TASK TO COMPLETE » Which lines below mention "bare"? Pick each one out.

DATA EXCERPTS »
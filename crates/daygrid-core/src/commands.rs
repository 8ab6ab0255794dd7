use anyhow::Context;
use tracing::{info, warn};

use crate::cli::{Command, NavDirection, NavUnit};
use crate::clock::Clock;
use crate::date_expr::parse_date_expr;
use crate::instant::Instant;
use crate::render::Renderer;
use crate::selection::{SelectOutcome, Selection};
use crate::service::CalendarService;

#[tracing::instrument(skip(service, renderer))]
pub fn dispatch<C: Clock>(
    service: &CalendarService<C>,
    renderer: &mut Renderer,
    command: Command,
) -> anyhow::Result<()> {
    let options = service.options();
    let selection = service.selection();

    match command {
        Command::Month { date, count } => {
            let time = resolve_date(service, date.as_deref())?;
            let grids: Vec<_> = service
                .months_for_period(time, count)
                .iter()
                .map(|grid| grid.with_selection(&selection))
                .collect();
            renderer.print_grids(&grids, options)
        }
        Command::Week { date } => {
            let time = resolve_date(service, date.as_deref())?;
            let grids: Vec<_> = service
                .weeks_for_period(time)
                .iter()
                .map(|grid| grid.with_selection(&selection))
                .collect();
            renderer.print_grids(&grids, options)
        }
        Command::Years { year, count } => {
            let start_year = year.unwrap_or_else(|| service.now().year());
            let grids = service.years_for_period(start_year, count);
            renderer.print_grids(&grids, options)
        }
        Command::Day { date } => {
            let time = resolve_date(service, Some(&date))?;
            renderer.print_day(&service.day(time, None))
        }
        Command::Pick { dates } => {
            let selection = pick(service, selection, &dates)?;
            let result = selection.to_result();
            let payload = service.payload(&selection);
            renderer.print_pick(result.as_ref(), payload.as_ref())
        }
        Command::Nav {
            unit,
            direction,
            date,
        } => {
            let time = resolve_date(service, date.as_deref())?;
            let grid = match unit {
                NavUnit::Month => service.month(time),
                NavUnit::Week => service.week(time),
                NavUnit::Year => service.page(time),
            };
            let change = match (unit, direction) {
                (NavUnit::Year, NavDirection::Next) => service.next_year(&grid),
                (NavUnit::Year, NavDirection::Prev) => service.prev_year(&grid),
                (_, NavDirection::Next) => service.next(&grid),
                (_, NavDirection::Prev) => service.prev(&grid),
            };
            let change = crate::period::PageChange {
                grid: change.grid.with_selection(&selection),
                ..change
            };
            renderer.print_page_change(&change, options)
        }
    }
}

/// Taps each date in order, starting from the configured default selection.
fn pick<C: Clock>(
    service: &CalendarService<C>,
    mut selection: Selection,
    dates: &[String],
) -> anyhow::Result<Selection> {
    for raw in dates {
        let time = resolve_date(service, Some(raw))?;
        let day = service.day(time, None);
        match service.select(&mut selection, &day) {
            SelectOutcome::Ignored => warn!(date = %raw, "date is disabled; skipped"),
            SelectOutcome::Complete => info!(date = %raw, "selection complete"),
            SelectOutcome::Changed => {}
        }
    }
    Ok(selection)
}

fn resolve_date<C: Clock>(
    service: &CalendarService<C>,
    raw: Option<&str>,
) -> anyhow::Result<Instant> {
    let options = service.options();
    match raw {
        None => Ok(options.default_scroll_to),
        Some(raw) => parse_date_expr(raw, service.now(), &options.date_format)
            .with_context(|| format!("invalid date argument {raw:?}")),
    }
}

...

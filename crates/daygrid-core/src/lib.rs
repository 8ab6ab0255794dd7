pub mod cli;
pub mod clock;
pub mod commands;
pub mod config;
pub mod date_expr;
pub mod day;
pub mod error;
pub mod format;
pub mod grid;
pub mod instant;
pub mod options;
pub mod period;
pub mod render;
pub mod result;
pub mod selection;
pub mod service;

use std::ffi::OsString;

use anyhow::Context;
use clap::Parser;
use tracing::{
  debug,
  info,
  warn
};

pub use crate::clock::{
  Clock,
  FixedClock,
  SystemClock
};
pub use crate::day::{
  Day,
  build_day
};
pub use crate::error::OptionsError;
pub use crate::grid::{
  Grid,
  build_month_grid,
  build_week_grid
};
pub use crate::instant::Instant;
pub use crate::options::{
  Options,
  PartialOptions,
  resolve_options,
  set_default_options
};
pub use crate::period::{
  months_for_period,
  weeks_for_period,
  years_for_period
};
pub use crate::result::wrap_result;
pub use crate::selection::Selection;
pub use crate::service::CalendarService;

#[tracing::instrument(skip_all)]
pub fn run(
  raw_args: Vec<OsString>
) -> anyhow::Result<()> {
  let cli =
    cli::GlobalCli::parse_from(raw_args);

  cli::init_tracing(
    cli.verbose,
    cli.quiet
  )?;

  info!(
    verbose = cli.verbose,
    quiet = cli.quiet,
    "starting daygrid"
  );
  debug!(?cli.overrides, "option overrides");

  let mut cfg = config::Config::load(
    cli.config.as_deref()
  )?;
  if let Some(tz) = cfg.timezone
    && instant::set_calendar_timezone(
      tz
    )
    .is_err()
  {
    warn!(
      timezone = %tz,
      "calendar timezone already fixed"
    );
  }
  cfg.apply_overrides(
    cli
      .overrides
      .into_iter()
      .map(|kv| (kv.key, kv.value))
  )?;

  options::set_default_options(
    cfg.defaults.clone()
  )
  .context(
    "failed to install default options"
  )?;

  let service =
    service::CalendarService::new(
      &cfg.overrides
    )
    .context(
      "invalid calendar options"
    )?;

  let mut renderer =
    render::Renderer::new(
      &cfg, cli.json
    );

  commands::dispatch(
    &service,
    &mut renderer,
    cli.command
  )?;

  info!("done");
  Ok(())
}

---

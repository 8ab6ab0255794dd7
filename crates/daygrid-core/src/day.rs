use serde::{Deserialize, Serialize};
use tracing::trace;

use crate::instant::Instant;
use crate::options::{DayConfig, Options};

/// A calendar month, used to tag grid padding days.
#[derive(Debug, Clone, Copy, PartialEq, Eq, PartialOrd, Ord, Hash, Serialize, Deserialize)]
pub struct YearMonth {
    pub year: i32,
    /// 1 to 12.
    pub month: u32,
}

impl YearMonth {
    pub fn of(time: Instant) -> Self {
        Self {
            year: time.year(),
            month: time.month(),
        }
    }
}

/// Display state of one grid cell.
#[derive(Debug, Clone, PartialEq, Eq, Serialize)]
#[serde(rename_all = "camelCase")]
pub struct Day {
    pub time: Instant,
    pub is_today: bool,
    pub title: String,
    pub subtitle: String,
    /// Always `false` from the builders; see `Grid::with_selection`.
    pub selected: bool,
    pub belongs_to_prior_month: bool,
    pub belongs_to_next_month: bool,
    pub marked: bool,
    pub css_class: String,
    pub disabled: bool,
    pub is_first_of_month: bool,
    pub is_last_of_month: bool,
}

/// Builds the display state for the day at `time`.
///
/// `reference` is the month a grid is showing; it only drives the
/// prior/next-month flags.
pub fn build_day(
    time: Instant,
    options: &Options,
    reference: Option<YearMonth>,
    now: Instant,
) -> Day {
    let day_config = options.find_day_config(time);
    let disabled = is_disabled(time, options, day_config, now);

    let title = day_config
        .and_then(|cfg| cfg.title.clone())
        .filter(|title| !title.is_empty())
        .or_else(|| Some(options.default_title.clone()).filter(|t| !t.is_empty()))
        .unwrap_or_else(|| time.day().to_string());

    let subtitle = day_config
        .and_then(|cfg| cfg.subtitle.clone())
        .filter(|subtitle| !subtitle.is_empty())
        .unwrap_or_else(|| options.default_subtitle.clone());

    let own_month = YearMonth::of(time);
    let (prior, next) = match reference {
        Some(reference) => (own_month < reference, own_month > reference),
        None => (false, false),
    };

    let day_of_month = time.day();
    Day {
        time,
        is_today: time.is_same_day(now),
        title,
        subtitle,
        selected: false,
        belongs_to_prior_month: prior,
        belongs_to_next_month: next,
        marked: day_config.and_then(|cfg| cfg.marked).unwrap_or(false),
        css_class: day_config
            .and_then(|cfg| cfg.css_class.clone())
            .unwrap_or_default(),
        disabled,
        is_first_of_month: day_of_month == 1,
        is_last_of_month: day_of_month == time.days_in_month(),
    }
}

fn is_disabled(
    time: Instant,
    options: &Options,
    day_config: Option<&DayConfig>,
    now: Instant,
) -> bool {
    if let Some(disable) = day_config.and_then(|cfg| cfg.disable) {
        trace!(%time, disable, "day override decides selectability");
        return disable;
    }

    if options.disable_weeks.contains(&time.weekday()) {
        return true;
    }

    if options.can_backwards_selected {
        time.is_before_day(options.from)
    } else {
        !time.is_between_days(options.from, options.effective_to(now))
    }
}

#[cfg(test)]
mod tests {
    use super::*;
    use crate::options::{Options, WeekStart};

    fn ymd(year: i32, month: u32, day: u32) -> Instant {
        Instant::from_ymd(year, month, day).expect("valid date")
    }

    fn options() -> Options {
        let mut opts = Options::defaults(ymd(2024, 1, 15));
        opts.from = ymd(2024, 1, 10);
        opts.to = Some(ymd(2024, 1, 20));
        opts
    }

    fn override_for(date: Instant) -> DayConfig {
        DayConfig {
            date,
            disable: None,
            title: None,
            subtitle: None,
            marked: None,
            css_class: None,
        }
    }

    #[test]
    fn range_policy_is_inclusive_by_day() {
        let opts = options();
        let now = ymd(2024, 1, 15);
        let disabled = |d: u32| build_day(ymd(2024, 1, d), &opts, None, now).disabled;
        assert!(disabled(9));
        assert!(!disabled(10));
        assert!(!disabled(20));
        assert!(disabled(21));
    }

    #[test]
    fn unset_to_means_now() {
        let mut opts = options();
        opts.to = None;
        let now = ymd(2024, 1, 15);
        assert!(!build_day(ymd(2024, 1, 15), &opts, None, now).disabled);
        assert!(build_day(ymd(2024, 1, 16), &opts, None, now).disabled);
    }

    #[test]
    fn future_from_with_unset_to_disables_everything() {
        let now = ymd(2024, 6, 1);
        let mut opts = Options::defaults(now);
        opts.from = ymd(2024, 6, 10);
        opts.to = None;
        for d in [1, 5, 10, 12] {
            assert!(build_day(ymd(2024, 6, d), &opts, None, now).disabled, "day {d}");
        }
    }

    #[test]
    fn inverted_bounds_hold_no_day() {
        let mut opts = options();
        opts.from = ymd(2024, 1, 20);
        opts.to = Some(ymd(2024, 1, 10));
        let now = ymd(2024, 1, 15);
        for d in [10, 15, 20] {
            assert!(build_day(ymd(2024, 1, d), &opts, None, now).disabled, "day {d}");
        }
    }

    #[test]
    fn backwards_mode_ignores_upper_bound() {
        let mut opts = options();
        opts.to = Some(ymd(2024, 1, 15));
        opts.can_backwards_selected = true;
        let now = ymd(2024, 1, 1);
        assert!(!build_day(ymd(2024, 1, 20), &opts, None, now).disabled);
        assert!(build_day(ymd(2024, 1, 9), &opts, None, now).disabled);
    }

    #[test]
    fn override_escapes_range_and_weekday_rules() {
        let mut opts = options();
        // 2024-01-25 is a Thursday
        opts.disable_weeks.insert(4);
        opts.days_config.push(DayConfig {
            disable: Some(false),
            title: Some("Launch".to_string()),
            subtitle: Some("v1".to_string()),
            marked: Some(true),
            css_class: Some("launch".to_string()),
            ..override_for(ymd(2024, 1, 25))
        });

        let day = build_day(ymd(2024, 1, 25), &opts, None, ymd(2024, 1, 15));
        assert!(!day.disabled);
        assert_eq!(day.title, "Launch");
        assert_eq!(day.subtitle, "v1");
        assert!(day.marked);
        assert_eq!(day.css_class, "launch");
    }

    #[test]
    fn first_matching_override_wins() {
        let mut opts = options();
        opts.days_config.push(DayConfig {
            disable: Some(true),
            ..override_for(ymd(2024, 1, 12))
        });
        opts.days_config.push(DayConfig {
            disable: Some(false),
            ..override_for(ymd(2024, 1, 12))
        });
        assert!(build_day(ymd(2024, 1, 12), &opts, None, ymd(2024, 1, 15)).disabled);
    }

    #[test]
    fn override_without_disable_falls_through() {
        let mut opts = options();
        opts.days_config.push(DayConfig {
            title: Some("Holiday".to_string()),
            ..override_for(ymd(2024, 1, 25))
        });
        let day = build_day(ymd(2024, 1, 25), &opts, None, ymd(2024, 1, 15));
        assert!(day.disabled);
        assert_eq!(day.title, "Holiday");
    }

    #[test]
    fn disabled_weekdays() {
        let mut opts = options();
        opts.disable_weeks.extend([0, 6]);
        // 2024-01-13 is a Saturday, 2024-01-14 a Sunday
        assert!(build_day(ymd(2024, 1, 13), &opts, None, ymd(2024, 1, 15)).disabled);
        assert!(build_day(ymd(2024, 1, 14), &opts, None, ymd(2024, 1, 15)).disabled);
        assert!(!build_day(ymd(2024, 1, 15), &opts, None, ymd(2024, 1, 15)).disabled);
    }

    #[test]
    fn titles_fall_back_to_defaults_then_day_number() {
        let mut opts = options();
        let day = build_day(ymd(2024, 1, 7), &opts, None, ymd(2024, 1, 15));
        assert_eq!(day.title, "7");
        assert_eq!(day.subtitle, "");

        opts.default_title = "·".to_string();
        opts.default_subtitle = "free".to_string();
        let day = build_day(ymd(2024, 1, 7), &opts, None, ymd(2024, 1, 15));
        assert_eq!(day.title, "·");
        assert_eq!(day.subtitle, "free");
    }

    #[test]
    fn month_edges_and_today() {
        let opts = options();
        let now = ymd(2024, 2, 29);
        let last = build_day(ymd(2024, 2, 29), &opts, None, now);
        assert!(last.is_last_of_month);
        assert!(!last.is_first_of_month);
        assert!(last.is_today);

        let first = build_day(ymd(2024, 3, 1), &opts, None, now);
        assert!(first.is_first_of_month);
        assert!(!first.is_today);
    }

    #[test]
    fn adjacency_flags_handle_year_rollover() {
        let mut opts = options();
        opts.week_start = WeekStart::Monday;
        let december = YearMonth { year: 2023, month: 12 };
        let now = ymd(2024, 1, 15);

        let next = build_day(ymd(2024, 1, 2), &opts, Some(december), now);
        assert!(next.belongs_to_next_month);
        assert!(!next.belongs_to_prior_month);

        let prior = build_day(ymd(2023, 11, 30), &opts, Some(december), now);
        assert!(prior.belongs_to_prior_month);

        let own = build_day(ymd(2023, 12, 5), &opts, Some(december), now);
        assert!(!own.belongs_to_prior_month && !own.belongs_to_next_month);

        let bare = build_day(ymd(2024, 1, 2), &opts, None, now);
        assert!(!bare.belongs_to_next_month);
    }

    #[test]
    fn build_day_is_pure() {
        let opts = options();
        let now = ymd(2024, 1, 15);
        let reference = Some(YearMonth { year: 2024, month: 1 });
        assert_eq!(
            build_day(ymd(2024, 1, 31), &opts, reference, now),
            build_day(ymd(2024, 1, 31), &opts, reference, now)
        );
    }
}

ANSWER TO THIS TASK »
        let bare = build_day(ymd(2024, 1, 2), &opts, None, now);
        assert!(!bare.belongs_to_next_month);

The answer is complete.